The Justice Department has settled its case against real estate tech firm RealPage, which faced bombshell allegations of building algorithms that allowed landlords to illegally collude to jack up rents for tenants, The Post has learned.
The settlement, disclosed in North Carolina federal court on Monday, requires RealPage to stop allowing its software to use “nonpublic, competitively sensitive information” provided by landlords to set rent prices. RealPage will also be forced to stop using active lease data to train its algorithmic models and only use information that is at least 12 months old.
The DOJ said the settlement would “help restore free market competition in rental markets for millions of American renters.”
“Competing companies must make independent pricing decisions, and with the rise of algorithmic and artificial intelligence tools, we will remain at the forefront of vigorous antitrust enforcement,” DOJ antitrust chief Gail Slater said in a statement.
The settlement agreement requires court approval before it can be implemented.
The deal came during a broad push by President Trump and his administration to bring down housing costs, which have been weighing on the pockets of ordinary Americans. With the settlement, the DOJ secured remedies while avoiding a trial that was likely years away.
Filed last year under then-US Attorney General Merrick Garland, the DOJ’s lawsuit alleged that RealPage’s software has enabled shady landlords to prioritize profits over filling up their building, which has allegedly placed further strain on the housing supply and crushed cash-strapped renters with soaring costs.
Rather than competing with each other to attract tenants as they normally would, landlords were instead allowing algorithms to set prices based on nonpublic rent data that they and their rivals submitted to RealPage, the suit alleged.
Under the terms of the settlement, RealPage has agreed not to allow its models to assess geographic market effects at lower than the state level, and to remove or redesign any features that limited rent price decreases or otherwise caused rival landlords on its platform to align their prices.
The Richardson, Tex.-based company will also stop soliciting sensitive information about the rental market through market surveys, cease discussing market trends based on nonpublic information in meetings about its revenue management software, and accept a court-appointed monitor to ensure it is in compliance with the settlement.
The DOJ initially filed the lawsuit alongside eight states: California, Colorado, Connecticut, Minnesota, North Carolina, Oregon, Tennessee and Washington state. The feds also accused RealPage of operating an illegal monopoly for property management software for multi-family housing.
In January, the lawsuit was amended to add six of the country’s biggest landlords as co-defendants: Greystar Real Estate Partners, Blackstone’s LivCor, Camden Property Trust, Cushman & Wakefield, Willow Bridge and Cortland. Two more states, Illinois and Massachusetts, joined as plaintiffs.
The DOJ previously reached settlement agreements with Cortland and Greystar, while proceedings against the other defendants are still pending.

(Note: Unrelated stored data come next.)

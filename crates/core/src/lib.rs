//! Core identifier types for Lodestone
//!
//! This crate defines the identity layer used by engine-owned objects:
//! - Identifier: opaque 128-bit key with canonical text form
//! - Generation strategies: random, sequential, seeded, name-based, hash-based
//! - IdentifierGenerator: owned random generator handle
//! - IdentifierNamespace: namespaces for name-based generation
//! - ParseIdentifierError: reasons identifier text was rejected

#![warn(missing_docs)]
#![warn(clippy::all)]

pub mod error;
pub mod generation;
pub mod identifier;
pub mod namespace;

pub use error::ParseIdentifierError;
pub use generation::IdentifierGenerator;
pub use identifier::Identifier;
pub use namespace::IdentifierNamespace;
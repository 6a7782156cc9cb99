//! Error types for identifier handling
//!
//! Malformed identifier text is the only failure in this crate. It is
//! reported through [`ParseIdentifierError`] by the `FromStr` impl and
//! flattened to `None` by [`crate::Identifier::parse`].

use thiserror::Error;

/// Error when parsing an Identifier from text
#[derive(Debug, Clone, PartialEq, Eq, Error)]
pub enum ParseIdentifierError {
    /// Input does not hold exactly 32 hex digits
    #[error("invalid identifier length: {length} hex digits (expected 32)")]
    InvalidLength {
        /// Number of hex digits found, hyphens and braces excluded
        length: usize,
    },

    /// Input holds a character other than a hex digit or hyphen, or its
    /// braces do not pair up
    #[error("malformed identifier '{input}': {reason}")]
    Malformed {
        /// The rejected input
        input: String,
        /// Description of the first problem found
        reason: String,
    },
}
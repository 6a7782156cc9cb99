//! Name-derivation namespaces
//!
//! Name-based identifiers (UUID v5) hash a name together with a namespace
//! identifier. All callers of [`Identifier::from_name`] share
//! [`IdentifierNamespace::DEFAULT`], so two subsystems that happen to use the
//! same name get the same identifier. Subsystems whose name domains must stay
//! apart derive their own namespace:
//!
//! ```
//! use lodestone_core::{Identifier, IdentifierNamespace};
//!
//! let assets = IdentifierNamespace::DEFAULT.derive("assets");
//! let scenes = IdentifierNamespace::DEFAULT.derive("scenes");
//!
//! assert_ne!(assets.identifier_for("main"), scenes.identifier_for("main"));
//! assert_eq!(
//!     IdentifierNamespace::DEFAULT.identifier_for("main"),
//!     Identifier::from_name("main"),
//! );
//! ```

use crate::identifier::Identifier;
use std::fmt;
use uuid::Uuid;

/// Namespace for name-based identifier generation
#[derive(Debug, Clone, Copy, PartialEq, Eq, Hash)]
pub struct IdentifierNamespace(Uuid);

impl IdentifierNamespace {
    /// Fixed engine-wide namespace: `76656c65-6373-4000-8000-000000000000`
    pub const DEFAULT: IdentifierNamespace =
        IdentifierNamespace(Uuid::from_u128(0x76656c65_6373_4000_8000_000000000000));

    /// Use an existing identifier as a namespace
    pub fn from_identifier(id: Identifier) -> Self {
        IdentifierNamespace(Uuid::from_bytes(*id.as_bytes()))
    }

    /// Derive a child namespace from a label
    ///
    /// The child is the name-based identifier of `label` within `self`, so
    /// derivation is deterministic and can be nested.
    pub fn derive(&self, label: &str) -> Self {
        IdentifierNamespace(Uuid::new_v5(&self.0, label.as_bytes()))
    }

    /// Generate the name-based identifier for `name` in this namespace
    pub fn identifier_for(&self, name: &str) -> Identifier {
        Identifier::from_uuid(Uuid::new_v5(&self.0, name.as_bytes()))
    }

    /// The namespace value as an identifier
    pub fn as_identifier(&self) -> Identifier {
        Identifier::from_uuid(self.0)
    }
}

impl Default for IdentifierNamespace {
    fn default() -> Self {
        Self::DEFAULT
    }
}

impl fmt::Display for IdentifierNamespace {
    fn fmt(&self, f: &mut fmt::Formatter<'_>) -> fmt::Result {
        fmt::Display::fmt(&self.0.hyphenated(), f)
    }
}
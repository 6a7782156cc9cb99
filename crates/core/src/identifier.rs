//! Identifier type
//!
//! An [`Identifier`] is an opaque 128-bit value used to key engine-owned
//! objects. It is backed by a UUID, but the UUID structure is not part of the
//! public contract: callers only see equality, ordering, hashing and the
//! canonical text form.
//!
//! ## Canonical Form
//!
//! Lowercase hex digits grouped 8-4-4-4-12 with hyphens:
//!
//! ```text
//! 550e8400-e29b-41d4-a716-446655440000
//! ```
//!
//! Parsing is case-insensitive, ignores hyphens wherever they appear and
//! accepts an optional pair of surrounding braces. Formatting always produces
//! the canonical form.
//!
//! ## Generation
//!
//! See [`crate::generation`] for the generation strategies (random,
//! sequential, seeded, name-derived, hash-derived).

use crate::error::ParseIdentifierError;
use serde::{Deserialize, Serialize};
use std::fmt;
use std::hash::{Hash, Hasher};
use std::str::FromStr;
use uuid::Uuid;

/// Hex digits in the text form of an identifier
const HEX_DIGITS: usize = 32;

/// Opaque 128-bit identifier
///
/// Equality is bitwise. The all-zero value is [`Identifier::INVALID`] and is
/// never produced by any generation strategy on ordinary input.
#[derive(Clone, Copy, PartialEq, Eq, PartialOrd, Ord, Serialize, Deserialize)]
#[serde(transparent)]
pub struct Identifier(Uuid);

impl Identifier {
    /// The invalid (all-zero) identifier
    pub const INVALID: Identifier = Identifier(Uuid::nil());

    pub(crate) const fn from_uuid(uuid: Uuid) -> Self {
        Identifier(uuid)
    }

    /// Create an Identifier from raw bytes (big-endian)
    pub const fn from_bytes(bytes: [u8; 16]) -> Self {
        Identifier(Uuid::from_bytes(bytes))
    }

    /// Create an Identifier from its 128-bit value
    pub const fn from_u128(value: u128) -> Self {
        Identifier(Uuid::from_u128(value))
    }

    /// Get the raw bytes of this Identifier
    pub fn as_bytes(&self) -> &[u8; 16] {
        self.0.as_bytes()
    }

    /// Get the 128-bit value of this Identifier
    pub fn as_u128(&self) -> u128 {
        self.0.as_u128()
    }

    /// Check that this is not [`Identifier::INVALID`]
    ///
    /// This is not format validation: any 128-bit value other than zero is
    /// considered valid.
    #[inline]
    pub fn is_valid(&self) -> bool {
        !self.0.is_nil()
    }

    /// Parse an Identifier from text
    ///
    /// Accepts exactly 32 hex digits in any letter case. Hyphens may appear
    /// anywhere and are ignored, and the whole text may be wrapped in one
    /// pair of braces. Returns `None` for malformed input (wrong digit
    /// count, invalid character, unbalanced braces).
    ///
    /// Use the [`FromStr`] impl to find out why parsing failed.
    pub fn parse(text: &str) -> Option<Self> {
        text.parse().ok()
    }

    /// Integer hash of this Identifier
    ///
    /// Folds the two 64-bit halves of the value together. Equal identifiers
    /// always produce equal hash codes. The string form is never involved.
    #[inline]
    pub fn hash_code(&self) -> u64 {
        let value = self.0.as_u128();
        ((value >> 64) as u64) ^ (value as u64)
    }
}

impl Hash for Identifier {
    fn hash<H: Hasher>(&self, state: &mut H) {
        state.write_u128(self.0.as_u128());
    }
}

impl fmt::Display for Identifier {
    fn fmt(&self, f: &mut fmt::Formatter<'_>) -> fmt::Result {
        fmt::Display::fmt(&self.0.hyphenated(), f)
    }
}

impl fmt::Debug for Identifier {
    fn fmt(&self, f: &mut fmt::Formatter<'_>) -> fmt::Result {
        write!(f, "Identifier({})", self.0.hyphenated())
    }
}

impl FromStr for Identifier {
    type Err = ParseIdentifierError;

    fn from_str(s: &str) -> Result<Self, Self::Err> {
        let malformed = |reason: String| ParseIdentifierError::Malformed {
            input: s.to_string(),
            reason,
        };

        let body = match (s.strip_prefix('{'), s.ends_with('}')) {
            (Some(inner), true) => &inner[..inner.len() - 1],
            (None, false) => s,
            _ => return Err(malformed("unbalanced braces".to_string())),
        };

        // Hyphens are separators only and may appear anywhere
        let mut value: u128 = 0;
        let mut digits = 0usize;
        for (position, c) in body.chars().enumerate() {
            if c == '-' {
                continue;
            }
            let digit = c
                .to_digit(16)
                .ok_or_else(|| malformed(format!("invalid character '{}' at position {}", c, position)))?;
            if digits < HEX_DIGITS {
                value = (value << 4) | u128::from(digit);
            }
            digits += 1;
        }

        if digits != HEX_DIGITS {
            return Err(ParseIdentifierError::InvalidLength { length: digits });
        }
        Ok(Identifier::from_u128(value))
    }
}

impl TryFrom<&str> for Identifier {
    type Error = ParseIdentifierError;

    fn try_from(value: &str) -> Result<Self, Self::Error> {
        value.parse()
    }
}

impl From<Identifier> for [u8; 16] {
    fn from(id: Identifier) -> Self {
        *id.as_bytes()
    }
}

// ============================================================================
// Tests
// ============================================================================
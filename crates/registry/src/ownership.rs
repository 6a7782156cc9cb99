//! Ownership capability for registry storage
//!
//! A registry stores one owned value per entry and hands out borrowed views
//! of it. [`Ownership`] describes how: what is owned, and what a borrow of it
//! looks like. Two variants exist:
//!
//! - [`ByValue<T>`]: the registry owns `T` directly.
//! - [`Boxed<T>`]: the registry owns a `Box<T>` handle, which allows unsized
//!   targets such as `dyn Trait`.
//!
//! Values move into the registry on insert and move back out on
//! [`take`](crate::NameIdRegistry::take); dropping the registry or removing an
//! entry drops the owned value.

use std::any::Any;
use std::marker::PhantomData;

/// How a registry owns and exposes its values
pub trait Ownership {
    /// What the registry stores and gives back on `take`
    type Owned;
    /// What callers borrow
    type Target: ?Sized;

    /// Borrow the target of an owned value
    fn retrieve(owned: &Self::Owned) -> &Self::Target;

    /// Mutably borrow the target of an owned value
    fn retrieve_mut(owned: &mut Self::Owned) -> &mut Self::Target;
}

/// Values stored directly
#[derive(Debug)]
pub struct ByValue<T>(PhantomData<T>);

impl<T> Ownership for ByValue<T> {
    type Owned = T;
    type Target = T;

    #[inline]
    fn retrieve(owned: &T) -> &T {
        owned
    }

    #[inline]
    fn retrieve_mut(owned: &mut T) -> &mut T {
        owned
    }
}

/// Values stored behind an exclusively owned `Box`
#[derive(Debug)]
pub struct Boxed<T: ?Sized>(PhantomData<Box<T>>);

impl<T: ?Sized> Ownership for Boxed<T> {
    type Owned = Box<T>;
    type Target = T;

    #[inline]
    fn retrieve(owned: &Box<T>) -> &T {
        owned
    }

    #[inline]
    fn retrieve_mut(owned: &mut Box<T>) -> &mut T {
        owned
    }
}

/// Downcast support for polymorphic handles
///
/// Implemented for every `'static` sized type. Make it a supertrait of the
/// base trait stored in a [`HandleRegistry`](crate::HandleRegistry) to enable
/// [`emplace_as`](crate::NameIdRegistry::emplace_as):
///
/// ```
/// use lodestone_registry::AsAny;
///
/// trait Component: AsAny {
///     fn tick(&mut self);
/// }
/// ```
pub trait AsAny: Any {
    /// Borrow as `dyn Any`
    fn as_any(&self) -> &dyn Any;

    /// Mutably borrow as `dyn Any`
    fn as_any_mut(&mut self) -> &mut dyn Any;
}

impl<T: Any> AsAny for T {
    fn as_any(&self) -> &dyn Any {
        self
    }

    fn as_any_mut(&mut self) -> &mut dyn Any {
        self
    }
}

As part of its settlement, RealPage agreed to cooperate with the DOJ in the lawsuit against the remaining landlord defendants.
The Post has sought comment from RealPage.
The case marked the first time that DOJ antitrust enforcers went after so-called algorithmic collusion, a growing concern as more industries become reliant on software to run their businesses.
“RealPage has built a business out of frustrating the natural forces of competition,” the lawsuit stated.
The suit cited comments from RealPage executives that allegedly showed they were aware the software was affecting normal competition in the rental market.
“There is greater good in everybody succeeding versus essentially trying to compete against one another in a way that actually keeps the entire industry down,” one executive said, according to the DOJ.